Multi-Family Zoning Requirements for MBTA Communities

There is a collective freak-out over these requirements that is just not remotely proportional to the impacts.
The freak-out is proportional to the perceived "loss" of "local control". To be honest, the amount of local control (to exclude) is one of the cardinal sins of the original colonist's forms of government.
 
The freak-out is proportional to the perceived "loss" of "local control". To be honest, the amount of local control (to exclude) is one of the cardinal sins of the original colonist's forms of government.
This law gives more control to municipalities than 40b did.
 
This law gives more control to municipalities than 40b did.
It objectively doesn't though. Mandating anything at a higher level of government is a loss of control for municipalities. However it does give more control for residents and developers, which is probably a good thing right now.
 
What you need to understand is that that statement is factually wrong. Demand for housing, including multifamily housing, is extremely high and is outstripping supply everywhere in the Boston metro.
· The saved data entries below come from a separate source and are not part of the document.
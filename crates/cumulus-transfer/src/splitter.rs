//! Block splitting
//!
//! Divides a byte source of known length into an ordered sequence of
//! bounded-size blocks covering it exactly, with no gaps or overlaps.

use crate::error::{Result, TransferError};
use bytes::Bytes;
use std::io::Read;

/// One bounded-size contiguous chunk of a source
#[derive(Clone, Debug)]
pub struct Block {
    /// Position in the source, starting at 0
    pub index: u64,
    /// The chunk payload, never empty
    pub data: Bytes,
}

impl Block {
    /// Size of the payload in bytes
    pub fn size(&self) -> usize {
        self.data.len()
    }
}

/// Lazy, finite, non-restartable splitter over a source of known length.
///
/// Every block has a size in `(0, block_size]`; the final block carries
/// `len % block_size` bytes when that is nonzero, else exactly
/// `block_size`. The source cursor advances monotonically; a splitter must
/// not be shared between callers. A read fault discards any partially read
/// bytes and surfaces [`TransferError::SourceRead`] with no block emitted.
pub struct BlockSplitter<R> {
    source: R,
    block_size: usize,
    remaining: u64,
    next_index: u64,
}

impl<R: Read> BlockSplitter<R> {
    /// Split `source`, of exactly `len` bytes, into blocks of `block_size`.
    ///
    /// `block_size` must already be validated nonzero by the options
    /// resolver.
    pub fn new(source: R, len: u64, block_size: usize) -> Self {
        debug_assert!(block_size > 0);
        Self {
            source,
            block_size,
            remaining: len,
            next_index: 0,
        }
    }

    /// Pull the next block. Returns `Ok(None)` once the source is covered.
    ///
    /// A source that ends before the declared length is a read fault.
    pub fn next_block(&mut self) -> Result<Option<Block>> {
        if self.remaining == 0 {
            return Ok(None);
        }

        let size = self.remaining.min(self.block_size as u64) as usize;
        let mut buf = vec![0u8; size];
        self.source
            .read_exact(&mut buf)
            .map_err(TransferError::SourceRead)?;

        self.remaining -= size as u64;
        let block = Block {
            index: self.next_index,
            data: Bytes::from(buf),
        };
        self.next_index += 1;
        Ok(Some(block))
    }

    /// Bytes not yet emitted
    pub fn remaining(&self) -> u64 {
        self.remaining
    }
}

/// Number of blocks a source of `len` bytes splits into
pub fn block_count(len: u64, block_size: usize) -> u64 {
    if len == 0 {
        return 0;
    }
    len.div_ceil(block_size as u64)
}
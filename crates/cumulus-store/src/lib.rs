//! # Cumulus Store
//!
//! Storage service boundary for the Cumulus blob transfer engine.
//!
//! This crate provides:
//! - **`StorageService` trait**: block staging, block list commit, and
//!   container/blob operations behind one narrow async interface
//! - **`RemoteStore`**: HTTP client for a block-oriented object store
//! - **`MemoryStore`**: in-memory reference implementation for tests and
//!   local experimentation
//!
//! The transfer engine in `cumulus-transfer` only ever talks to the
//! [`StorageService`] trait; everything wire-level lives here.
//!
//! ## Example
//!
//! ```rust,ignore
//! use cumulus_store::{Config, RemoteStore, StorageService, BlockId};
//!
//! let store = RemoteStore::new(Config::new("http://localhost:10000"))?;
//! let id = BlockId::generate();
//! store.stage_block("container", "blob.bin", &id, payload).await?;
//! store.commit_block_list("container", "blob.bin", &[id]).await?;
//! ```

pub mod config;
pub mod error;
pub mod memory;
pub mod remote;
pub mod types;

pub use config::Config;
pub use error::{CommitError, Result, StageError, StoreError};
pub use memory::MemoryStore;
pub use remote::RemoteStore;
pub use types::{BlobProperties, BlockId, ContainerProperties, PublicAccess};

use async_trait::async_trait;
use bytes::Bytes;
use std::collections::BTreeMap;

/// Maximum size of a single staged block (4000 MiB, service limit)
pub const MAX_STAGE_SIZE: u64 = 4000 * 1024 * 1024;

/// Maximum number of blocks in one committed block list
pub const MAX_BLOCK_COUNT: usize = 50_000;

/// Narrow interface to a block-oriented object store.
///
/// Implementations are expected to be cheap to clone behind an `Arc` and
/// safe to call from many tasks at once. Retry and backoff, if any, belong
/// to the implementation; callers treat every error as final.
#[async_trait]
pub trait StorageService: Send + Sync {
    /// Upload one block to the staging area under `block_id`.
    ///
    /// Staged blocks are not visible until committed and are garbage
    /// collected by the store after a retention window if never committed.
    async fn stage_block(
        &self,
        container: &str,
        blob: &str,
        block_id: &BlockId,
        payload: Bytes,
    ) -> std::result::Result<(), StageError>;

    /// Assemble previously staged blocks, in the given order, into one
    /// durable blob. An empty list commits an empty blob.
    async fn commit_block_list(
        &self,
        container: &str,
        blob: &str,
        block_ids: &[BlockId],
    ) -> std::result::Result<(), CommitError>;

    /// Create a container
    async fn create_container(&self, container: &str) -> Result<()>;

    /// Fetch container properties and metadata
    async fn get_container_properties(&self, container: &str) -> Result<ContainerProperties>;

    /// Replace the container's user metadata
    async fn set_container_metadata(
        &self,
        container: &str,
        metadata: BTreeMap<String, String>,
    ) -> Result<()>;

    /// Upload a blob in one request, replacing any existing blob
    async fn put_blob(&self, container: &str, blob: &str, payload: Bytes) -> Result<()>;

    /// Fetch blob properties
    async fn get_blob_properties(&self, container: &str, blob: &str) -> Result<BlobProperties>;

    /// Read `length` bytes of a blob starting at `offset`
    async fn get_blob_range(
        &self,
        container: &str,
        blob: &str,
        offset: u64,
        length: u64,
    ) -> Result<Bytes>;

    /// Replace the blob's searchable index tags
    async fn set_blob_tags(
        &self,
        container: &str,
        blob: &str,
        tags: BTreeMap<String, String>,
    ) -> Result<()>;
}
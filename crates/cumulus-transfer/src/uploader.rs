//! Transfer coordination
//!
//! The coordinator pulls blocks lazily from the splitter, keeps at most
//! `max_concurrency` staging operations in flight, records `(index,
//! BlockId)` pairs in whatever order staging completes, and commits the
//! pairs sorted by index. Commit order always equals source order, never
//! staging-completion order.

use crate::error::{Result, TransferError};
use crate::options::TransferOptions;
use crate::splitter::{block_count, BlockSplitter};
use bytes::Bytes;
use cumulus_store::{BlockId, StageError, StorageService, MAX_BLOCK_COUNT};
use std::io::Read;
use std::sync::Arc;
use tokio::task::JoinSet;
use tracing::debug;

/// Progress callback type
pub type ProgressCallback = Box<dyn Fn(UploadProgress) + Send + Sync>;

/// Upload progress information
#[derive(Clone, Debug)]
pub struct UploadProgress {
    /// Bytes staged so far
    pub bytes_uploaded: u64,
    /// Total bytes to upload
    pub total_bytes: u64,
    /// Blocks staged so far
    pub blocks_staged: u64,
    /// Total number of blocks
    pub total_blocks: u64,
}

impl UploadProgress {
    /// Percentage complete
    pub fn percentage(&self) -> f64 {
        if self.total_bytes == 0 {
            return 100.0;
        }
        (self.bytes_uploaded as f64 / self.total_bytes as f64) * 100.0
    }
}

/// Outcome of a staging task: source index, assigned ID, payload size
type Staged = std::result::Result<(u64, BlockId, usize), StageError>;

/// Coordinates chunked transfers against one storage service.
///
/// Holds no global state: the store and options are supplied at
/// construction and the options are validated there, before any I/O.
#[derive(Debug)]
pub struct TransferCoordinator<S> {
    store: Arc<S>,
    options: TransferOptions,
}

impl<S: StorageService + 'static> TransferCoordinator<S> {
    /// Create a coordinator, rejecting invalid options up front
    pub fn new(store: Arc<S>, options: TransferOptions) -> Result<Self> {
        let options = options.resolve()?;
        Ok(Self { store, options })
    }

    /// The resolved options in effect
    pub fn options(&self) -> &TransferOptions {
        &self.options
    }

    /// The storage service this coordinator talks to
    pub fn store(&self) -> &Arc<S> {
        &self.store
    }

    /// Upload a source of known length, picking the cheapest path.
    ///
    /// At or below `initial_transfer_size` the whole source goes out as a
    /// single `put_blob` request (this is where a zero-length source lands
    /// by default). Larger sources take the staged block path.
    pub async fn upload<R: Read>(
        &self,
        container: &str,
        blob: &str,
        source: R,
        len: u64,
    ) -> Result<()> {
        if len <= self.options.initial_transfer_size {
            let payload = read_fully(source, len)?;
            debug!(len, "single-shot upload");
            self.store.put_blob(container, blob, payload).await?;
            return Ok(());
        }
        self.upload_blocks(container, blob, source, len, None).await
    }

    /// Upload a source as staged blocks and commit them in source order.
    ///
    /// Memory use is bounded by `max_concurrency * block_size`: block
    /// production suspends while the in-flight window is full. The first
    /// error aborts the remaining staging operations best-effort and no
    /// commit is attempted. A zero-length source commits an empty block
    /// list, which produces an empty blob.
    ///
    /// Dropping the returned future cancels the transfer: in-flight
    /// staging tasks are aborted and no commit is issued.
    pub async fn upload_blocks<R: Read>(
        &self,
        container: &str,
        blob: &str,
        source: R,
        len: u64,
        progress: Option<ProgressCallback>,
    ) -> Result<()> {
        let total_blocks = block_count(len, self.options.block_size);
        if total_blocks > MAX_BLOCK_COUNT as u64 {
            return Err(TransferError::InvalidOptions(format!(
                "{len} bytes at block_size {} needs {total_blocks} blocks, over the {MAX_BLOCK_COUNT} block list limit",
                self.options.block_size
            )));
        }
        let mut splitter = BlockSplitter::new(source, len, self.options.block_size);
        let mut tasks: JoinSet<Staged> = JoinSet::new();
        let mut staged: Vec<(u64, BlockId)> = Vec::with_capacity(total_blocks as usize);
        let mut bytes_uploaded = 0u64;

        debug!(len, total_blocks, "staging");
        loop {
            // Backpressure: wait for a slot before pulling the next block.
            while tasks.len() >= self.options.max_concurrency {
                if let Err(e) = record_staged(
                    &mut tasks,
                    &mut staged,
                    &mut bytes_uploaded,
                    len,
                    total_blocks,
                    progress.as_deref(),
                )
                .await
                {
                    abandon(&mut tasks).await;
                    return Err(e);
                }
            }

            let block = match splitter.next_block() {
                Ok(Some(block)) => block,
                Ok(None) => break,
                Err(e) => {
                    abandon(&mut tasks).await;
                    return Err(e);
                }
            };

            let store = Arc::clone(&self.store);
            let container = container.to_string();
            let blob = blob.to_string();
            let block_id = BlockId::generate();
            tasks.spawn(async move {
                let size = block.data.len();
                store
                    .stage_block(&container, &blob, &block_id, block.data)
                    .await?;
                Ok((block.index, block_id, size))
            });
        }

        debug!(in_flight = tasks.len(), "awaiting remaining blocks");
        while !tasks.is_empty() {
            if let Err(e) = record_staged(
                &mut tasks,
                &mut staged,
                &mut bytes_uploaded,
                len,
                total_blocks,
                progress.as_deref(),
            )
            .await
            {
                abandon(&mut tasks).await;
                return Err(e);
            }
        }

        // Restore source order regardless of staging completion order.
        staged.sort_unstable_by_key(|(index, _)| *index);
        let manifest: Vec<BlockId> = staged.into_iter().map(|(_, id)| id).collect();

        debug!(blocks = manifest.len(), "committing");
        self.store
            .commit_block_list(container, blob, &manifest)
            .await?;
        debug!("done");
        Ok(())
    }
}

/// Join the next staging task and record its outcome
async fn record_staged(
    tasks: &mut JoinSet<Staged>,
    staged: &mut Vec<(u64, BlockId)>,
    bytes_uploaded: &mut u64,
    total_bytes: u64,
    total_blocks: u64,
    progress: Option<&(dyn Fn(UploadProgress) + Send + Sync)>,
) -> Result<()> {
    let joined = tasks
        .join_next()
        .await
        .expect("record_staged called with an empty window");
    let (index, block_id, size) = joined
        .map_err(|e| TransferError::TaskFailed(e.to_string()))??;

    staged.push((index, block_id));
    *bytes_uploaded += size as u64;
    if let Some(report) = progress {
        report(UploadProgress {
            bytes_uploaded: *bytes_uploaded,
            total_bytes,
            blocks_staged: staged.len() as u64,
            total_blocks,
        });
    }
    Ok(())
}

/// Best-effort cancellation of the in-flight window
async fn abandon(tasks: &mut JoinSet<Staged>) {
    tasks.abort_all();
    while tasks.join_next().await.is_some() {}
}

fn read_fully<R: Read>(mut source: R, len: u64) -> Result<Bytes> {
    let mut buf = vec![0u8; len as usize];
    source
        .read_exact(&mut buf)
        .map_err(TransferError::SourceRead)?;
    Ok(Bytes::from(buf))
}

#[cfg(test)]
mod tests {
    use super::*;
    use cumulus_store::MemoryStore;
    use std::io::Cursor;

    fn coordinator(store: &MemoryStore, options: TransferOptions) -> TransferCoordinator<MemoryStore> {
        TransferCoordinator::new(Arc::new(store.clone()), options).unwrap()
    }

    #[tokio::test]
    async fn zero_length_source_commits_empty_manifest() {
        let store = MemoryStore::with_container("c");
        let coordinator = coordinator(&store, TransferOptions::default());

        coordinator
            .upload_blocks("c", "empty.bin", Cursor::new(Vec::<u8>::new()), 0, None)
            .await
            .unwrap();

        assert_eq!(store.stage_calls(), 0);
        assert_eq!(store.commit_calls(), 1);
        assert_eq!(store.blob("c", "empty.bin").unwrap().len(), 0);
    }

    #[tokio::test]
    async fn small_upload_takes_single_shot_path() {
        let store = MemoryStore::with_container("c");
        let coordinator = coordinator(&store, TransferOptions::default());

        let data = b"Sample blob data".to_vec();
        coordinator
            .upload("c", "small.txt", Cursor::new(data.clone()), data.len() as u64)
            .await
            .unwrap();

        assert_eq!(store.stage_calls(), 0);
        assert_eq!(store.commit_calls(), 0);
        assert_eq!(store.blob("c", "small.txt").unwrap().as_ref(), &data[..]);
    }

    #[tokio::test]
    async fn large_upload_takes_block_path() {
        let store = MemoryStore::with_container("c");
        let options = TransferOptions::default()
            .with_initial_transfer_size(16)
            .with_block_size(32);
        let coordinator = coordinator(&store, options);

        let data: Vec<u8> = (0..100u8).collect();
        coordinator
            .upload("c", "big.bin", Cursor::new(data.clone()), data.len() as u64)
            .await
            .unwrap();

        // 100 bytes in 32-byte blocks: 4 staged blocks, 1 commit.
        assert_eq!(store.stage_calls(), 4);
        assert_eq!(store.commit_calls(), 1);
        assert_eq!(store.blob("c", "big.bin").unwrap().as_ref(), &data[..]);
    }

    #[tokio::test]
    async fn invalid_options_fail_before_any_store_call() {
        let store = MemoryStore::with_container("c");
        let err =
            TransferCoordinator::new(Arc::new(store.clone()), TransferOptions::default().with_max_concurrency(0))
                .unwrap_err();
        assert!(matches!(err, TransferError::InvalidOptions(_)));
        assert_eq!(store.stage_calls(), 0);
        assert_eq!(store.commit_calls(), 0);
    }

    #[tokio::test]
    async fn block_count_over_service_limit_is_rejected() {
        let store = MemoryStore::with_container("c");
        let options = TransferOptions::default().with_block_size(1);
        let coordinator = coordinator(&store, options);

        // 60000 one-byte blocks would blow the 50000-entry block list limit.
        let err = coordinator
            .upload_blocks("c", "b", Cursor::new(vec![0u8; 60_000]), 60_000, None)
            .await
            .unwrap_err();
        assert!(matches!(err, TransferError::InvalidOptions(_)));
        assert_eq!(store.stage_calls(), 0);
        assert_eq!(store.commit_calls(), 0);
    }

    #[tokio::test]
    async fn progress_reaches_completion() {
        let store = MemoryStore::with_container("c");
        let options = TransferOptions::default().with_block_size(8);
        let coordinator = coordinator(&store, options);

        let seen = Arc::new(std::sync::Mutex::new(Vec::new()));
        let sink = Arc::clone(&seen);
        let progress: ProgressCallback = Box::new(move |p| sink.lock().unwrap().push(p));

        let data = vec![9u8; 50];
        coordinator
            .upload_blocks("c", "p.bin", Cursor::new(data), 50, Some(progress))
            .await
            .unwrap();

        let seen = seen.lock().unwrap();
        assert_eq!(seen.len(), 7); // ceil(50 / 8)
        let last = seen.last().unwrap();
        assert_eq!(last.bytes_uploaded, 50);
        assert_eq!(last.blocks_staged, 7);
        assert_eq!(last.total_blocks, 7);
        assert!((last.percentage() - 100.0).abs() < f64::EPSILON);
    }

    #[tokio::test]
    async fn source_fault_mid_transfer_aborts_without_commit() {
        let store = MemoryStore::with_container("c");
        let options = TransferOptions::default().with_block_size(4);
        let coordinator = coordinator(&store, options);

        // Declared 20 bytes, only 10 available: the splitter faults after
        // emitting two full blocks.
        let err = coordinator
            .upload_blocks("c", "t.bin", Cursor::new(vec![0u8; 10]), 20, None)
            .await
            .unwrap_err();

        assert!(matches!(err, TransferError::SourceRead(_)));
        assert_eq!(store.commit_calls(), 0);
        assert!(store.blob("c", "t.bin").is_none());
    }
}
You have to rembember that a lot of the "demand" for MUDs is wannabe landlords... who if they choose the wrong spot, will lose their shirt. They did in 2008 in the burbs, and it will happen again.
 
You have to rembember that a lot of the "demand" for MUDs is wannabe landlords... who if they choose the wrong spot, will lose their shirt. They did in 2008 in the burbs, and it will happen again.
I don't see why we should care if the demand is from people or people who think they can rent those units. If they want to put their own money on the line and lose their shirt, who are we to stop them? With that logic, the United States would have strangled our tech sector in the dot com boom. God forbid if the minimum income to live in Newton drops below 200k per year. If government protected the assets of incumbents in all markets as strongly as it does for housing here, I think we'd be in a very bad place.
 
It objectively doesn't though. Mandating anything at a higher level of government is a loss of control for municipalities. However it does give more control for residents and developers, which is probably a good thing right now.
40B mandated housing as well. Difference is that towns didn't get to choose the location.
 
I'm surprised that some of the more NIMBY communities haven't tried to do some "paper compliance" like re-zoning parcels that have just gotten redeveloped. I haven't been following each town/city super closely, but it seems like an easy-ish way to keep the all the grant money flowing while minimizing new construction.
 
This law gives more control to municipalities than 40b did.
40B gives a good amount of control to localities/devolves power.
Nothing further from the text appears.